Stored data
※ ※ ※
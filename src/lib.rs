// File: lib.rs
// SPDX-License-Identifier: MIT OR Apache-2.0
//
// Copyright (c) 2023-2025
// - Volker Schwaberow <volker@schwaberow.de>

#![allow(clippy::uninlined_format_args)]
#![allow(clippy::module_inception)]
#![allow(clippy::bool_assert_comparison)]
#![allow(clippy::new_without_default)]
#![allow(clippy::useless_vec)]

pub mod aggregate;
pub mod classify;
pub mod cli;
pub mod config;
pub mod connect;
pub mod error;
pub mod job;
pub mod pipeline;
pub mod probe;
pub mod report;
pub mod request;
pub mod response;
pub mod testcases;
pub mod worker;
※ ※ ※
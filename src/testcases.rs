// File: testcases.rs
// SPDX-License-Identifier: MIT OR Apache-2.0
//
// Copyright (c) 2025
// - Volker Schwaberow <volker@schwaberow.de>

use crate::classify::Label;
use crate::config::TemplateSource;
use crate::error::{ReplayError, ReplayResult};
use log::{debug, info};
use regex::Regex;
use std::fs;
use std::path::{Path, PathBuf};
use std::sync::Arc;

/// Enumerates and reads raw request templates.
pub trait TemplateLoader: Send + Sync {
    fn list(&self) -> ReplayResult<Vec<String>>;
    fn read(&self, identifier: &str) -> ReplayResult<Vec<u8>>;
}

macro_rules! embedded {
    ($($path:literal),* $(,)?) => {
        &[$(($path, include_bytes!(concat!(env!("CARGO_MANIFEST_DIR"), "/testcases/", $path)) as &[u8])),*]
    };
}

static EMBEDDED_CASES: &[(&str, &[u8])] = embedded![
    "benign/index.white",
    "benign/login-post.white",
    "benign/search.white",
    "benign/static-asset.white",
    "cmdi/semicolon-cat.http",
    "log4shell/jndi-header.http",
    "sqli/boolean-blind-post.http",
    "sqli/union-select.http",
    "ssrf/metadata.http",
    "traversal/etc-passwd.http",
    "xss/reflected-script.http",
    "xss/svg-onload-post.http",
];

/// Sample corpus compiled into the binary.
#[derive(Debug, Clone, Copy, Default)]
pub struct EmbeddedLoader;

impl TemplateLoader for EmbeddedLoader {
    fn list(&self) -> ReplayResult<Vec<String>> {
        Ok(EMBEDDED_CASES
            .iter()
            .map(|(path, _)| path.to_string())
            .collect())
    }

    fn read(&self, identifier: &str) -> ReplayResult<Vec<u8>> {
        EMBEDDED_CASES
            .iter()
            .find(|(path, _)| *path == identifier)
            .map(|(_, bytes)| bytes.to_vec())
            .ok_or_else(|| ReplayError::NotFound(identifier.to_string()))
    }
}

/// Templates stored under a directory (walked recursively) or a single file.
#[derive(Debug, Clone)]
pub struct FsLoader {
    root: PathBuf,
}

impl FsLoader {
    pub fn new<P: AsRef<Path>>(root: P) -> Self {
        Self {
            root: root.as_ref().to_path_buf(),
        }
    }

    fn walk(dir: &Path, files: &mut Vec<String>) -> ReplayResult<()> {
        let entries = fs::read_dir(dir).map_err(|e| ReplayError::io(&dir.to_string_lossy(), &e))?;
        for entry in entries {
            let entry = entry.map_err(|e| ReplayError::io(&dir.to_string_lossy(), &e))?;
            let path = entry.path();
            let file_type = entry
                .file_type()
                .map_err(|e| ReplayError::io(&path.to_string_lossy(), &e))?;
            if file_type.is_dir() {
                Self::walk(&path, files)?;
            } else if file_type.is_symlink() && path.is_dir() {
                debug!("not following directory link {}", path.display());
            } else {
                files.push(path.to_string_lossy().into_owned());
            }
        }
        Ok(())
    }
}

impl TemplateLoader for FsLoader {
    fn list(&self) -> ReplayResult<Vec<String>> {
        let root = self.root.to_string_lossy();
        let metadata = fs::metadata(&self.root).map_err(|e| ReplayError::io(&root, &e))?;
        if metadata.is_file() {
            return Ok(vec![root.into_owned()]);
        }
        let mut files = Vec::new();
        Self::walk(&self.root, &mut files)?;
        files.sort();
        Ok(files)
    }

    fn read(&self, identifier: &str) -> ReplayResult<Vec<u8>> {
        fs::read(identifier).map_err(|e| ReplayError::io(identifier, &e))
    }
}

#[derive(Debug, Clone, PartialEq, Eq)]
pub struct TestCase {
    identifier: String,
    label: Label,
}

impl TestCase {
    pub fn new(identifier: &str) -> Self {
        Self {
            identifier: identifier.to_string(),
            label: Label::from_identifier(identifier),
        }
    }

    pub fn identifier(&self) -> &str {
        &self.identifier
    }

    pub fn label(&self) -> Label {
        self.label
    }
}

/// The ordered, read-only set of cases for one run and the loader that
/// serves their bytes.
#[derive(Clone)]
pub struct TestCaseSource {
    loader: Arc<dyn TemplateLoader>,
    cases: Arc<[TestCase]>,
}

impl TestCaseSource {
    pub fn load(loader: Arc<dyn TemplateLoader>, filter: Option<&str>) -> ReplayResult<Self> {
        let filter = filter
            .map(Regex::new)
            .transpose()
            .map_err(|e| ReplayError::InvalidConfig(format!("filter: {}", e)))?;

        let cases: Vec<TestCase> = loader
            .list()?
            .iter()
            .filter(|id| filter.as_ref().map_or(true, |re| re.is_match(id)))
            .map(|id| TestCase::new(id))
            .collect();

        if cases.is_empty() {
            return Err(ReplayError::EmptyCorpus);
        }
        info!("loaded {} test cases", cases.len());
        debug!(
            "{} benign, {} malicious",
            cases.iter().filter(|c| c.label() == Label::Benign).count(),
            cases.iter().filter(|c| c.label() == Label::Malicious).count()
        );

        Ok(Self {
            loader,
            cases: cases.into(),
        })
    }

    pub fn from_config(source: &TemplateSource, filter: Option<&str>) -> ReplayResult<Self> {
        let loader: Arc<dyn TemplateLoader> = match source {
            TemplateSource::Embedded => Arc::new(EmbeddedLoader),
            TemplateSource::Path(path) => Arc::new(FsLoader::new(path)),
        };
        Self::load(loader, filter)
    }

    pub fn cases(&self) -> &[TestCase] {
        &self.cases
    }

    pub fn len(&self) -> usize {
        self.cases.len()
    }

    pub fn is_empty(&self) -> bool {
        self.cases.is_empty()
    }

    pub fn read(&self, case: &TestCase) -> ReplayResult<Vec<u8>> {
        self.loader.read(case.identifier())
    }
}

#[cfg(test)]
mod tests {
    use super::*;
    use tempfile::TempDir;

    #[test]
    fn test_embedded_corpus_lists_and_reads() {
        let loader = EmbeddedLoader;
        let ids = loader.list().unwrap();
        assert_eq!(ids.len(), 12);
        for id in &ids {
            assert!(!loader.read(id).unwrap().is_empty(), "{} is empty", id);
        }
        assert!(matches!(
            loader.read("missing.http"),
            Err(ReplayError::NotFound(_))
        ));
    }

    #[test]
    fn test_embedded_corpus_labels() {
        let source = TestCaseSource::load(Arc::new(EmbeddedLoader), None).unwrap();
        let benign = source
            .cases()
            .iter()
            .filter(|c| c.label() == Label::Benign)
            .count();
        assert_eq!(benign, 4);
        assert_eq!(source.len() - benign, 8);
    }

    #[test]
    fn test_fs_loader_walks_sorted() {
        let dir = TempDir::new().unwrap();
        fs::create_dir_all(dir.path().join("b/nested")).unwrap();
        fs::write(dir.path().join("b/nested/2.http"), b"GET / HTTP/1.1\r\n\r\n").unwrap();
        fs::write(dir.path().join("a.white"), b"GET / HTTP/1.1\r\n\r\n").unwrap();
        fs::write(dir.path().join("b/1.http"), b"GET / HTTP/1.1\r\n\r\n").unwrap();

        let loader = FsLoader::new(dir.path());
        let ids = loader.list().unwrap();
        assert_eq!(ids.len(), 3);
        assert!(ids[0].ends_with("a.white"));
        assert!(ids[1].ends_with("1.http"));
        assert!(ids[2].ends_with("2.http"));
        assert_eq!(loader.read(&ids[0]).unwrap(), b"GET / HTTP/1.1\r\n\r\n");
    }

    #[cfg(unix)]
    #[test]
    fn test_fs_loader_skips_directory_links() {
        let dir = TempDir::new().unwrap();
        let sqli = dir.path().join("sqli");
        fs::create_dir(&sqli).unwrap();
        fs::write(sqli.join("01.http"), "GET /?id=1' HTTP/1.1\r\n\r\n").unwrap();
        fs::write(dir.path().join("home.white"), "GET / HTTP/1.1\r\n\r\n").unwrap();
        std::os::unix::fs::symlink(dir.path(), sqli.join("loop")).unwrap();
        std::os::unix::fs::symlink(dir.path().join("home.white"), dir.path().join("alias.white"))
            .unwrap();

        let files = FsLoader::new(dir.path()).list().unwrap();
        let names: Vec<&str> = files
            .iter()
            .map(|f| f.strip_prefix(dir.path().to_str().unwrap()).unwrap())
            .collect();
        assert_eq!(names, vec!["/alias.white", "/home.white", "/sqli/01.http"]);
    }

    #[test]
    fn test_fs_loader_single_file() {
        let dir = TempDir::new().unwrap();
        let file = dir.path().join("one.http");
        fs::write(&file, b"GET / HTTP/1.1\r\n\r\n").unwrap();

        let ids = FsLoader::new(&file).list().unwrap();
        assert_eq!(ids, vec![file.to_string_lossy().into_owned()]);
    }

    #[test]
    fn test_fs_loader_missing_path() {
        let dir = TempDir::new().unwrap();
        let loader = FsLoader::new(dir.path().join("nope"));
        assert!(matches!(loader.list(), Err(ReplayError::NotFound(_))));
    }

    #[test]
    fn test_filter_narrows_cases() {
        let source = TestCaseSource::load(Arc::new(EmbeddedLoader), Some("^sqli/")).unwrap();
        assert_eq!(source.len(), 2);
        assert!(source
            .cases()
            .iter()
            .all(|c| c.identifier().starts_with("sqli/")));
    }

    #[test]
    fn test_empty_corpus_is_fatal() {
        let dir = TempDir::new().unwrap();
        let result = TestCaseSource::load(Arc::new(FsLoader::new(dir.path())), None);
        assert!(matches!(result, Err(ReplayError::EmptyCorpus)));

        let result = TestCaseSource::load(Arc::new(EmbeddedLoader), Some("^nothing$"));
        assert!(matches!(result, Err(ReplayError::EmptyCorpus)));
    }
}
※ ※ ※
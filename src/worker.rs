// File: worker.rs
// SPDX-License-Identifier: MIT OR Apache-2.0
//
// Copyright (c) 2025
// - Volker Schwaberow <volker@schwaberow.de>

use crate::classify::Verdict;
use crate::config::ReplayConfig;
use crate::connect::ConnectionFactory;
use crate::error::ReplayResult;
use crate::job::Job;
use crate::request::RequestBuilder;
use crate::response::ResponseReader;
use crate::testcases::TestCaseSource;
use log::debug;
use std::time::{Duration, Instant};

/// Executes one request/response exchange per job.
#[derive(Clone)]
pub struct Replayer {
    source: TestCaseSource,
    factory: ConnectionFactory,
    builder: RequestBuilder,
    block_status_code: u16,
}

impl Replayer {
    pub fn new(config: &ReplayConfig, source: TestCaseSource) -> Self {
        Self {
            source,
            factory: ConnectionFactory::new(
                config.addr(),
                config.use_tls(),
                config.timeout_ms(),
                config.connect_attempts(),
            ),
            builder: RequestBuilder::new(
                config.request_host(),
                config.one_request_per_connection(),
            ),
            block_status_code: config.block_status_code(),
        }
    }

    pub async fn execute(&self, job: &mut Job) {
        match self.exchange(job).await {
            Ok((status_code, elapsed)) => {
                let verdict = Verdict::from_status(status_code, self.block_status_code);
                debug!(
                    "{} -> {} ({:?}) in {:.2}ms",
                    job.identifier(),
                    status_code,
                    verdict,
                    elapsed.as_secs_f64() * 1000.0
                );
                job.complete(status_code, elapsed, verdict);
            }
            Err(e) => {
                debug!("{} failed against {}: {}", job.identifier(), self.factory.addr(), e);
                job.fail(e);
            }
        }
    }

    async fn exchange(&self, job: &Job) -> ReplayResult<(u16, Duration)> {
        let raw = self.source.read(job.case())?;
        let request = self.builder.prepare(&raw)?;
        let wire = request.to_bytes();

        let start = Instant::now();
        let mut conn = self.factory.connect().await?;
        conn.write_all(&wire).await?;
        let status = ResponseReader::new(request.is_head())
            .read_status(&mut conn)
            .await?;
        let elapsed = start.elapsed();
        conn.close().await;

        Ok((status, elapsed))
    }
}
※ ※ ※
The expected answer is an exact copy of the lines above, beginning at the line with "#![allow(clippy::module_inception)]" and ending at the line with "pub mod worker;", with both ends in.

» FINISHED EXERCISE
#![allow(clippy::module_inception)]
#![allow(clippy::bool_assert_comparison)]
#![allow(clippy::new_without_default)]
#![allow(clippy::useless_vec)]

pub mod aggregate;
pub mod classify;
pub mod cli;
pub mod config;
pub mod connect;
pub mod error;
pub mod job;
pub mod pipeline;
pub mod probe;
pub mod report;
pub mod request;
pub mod response;
pub mod testcases;
pub mod worker;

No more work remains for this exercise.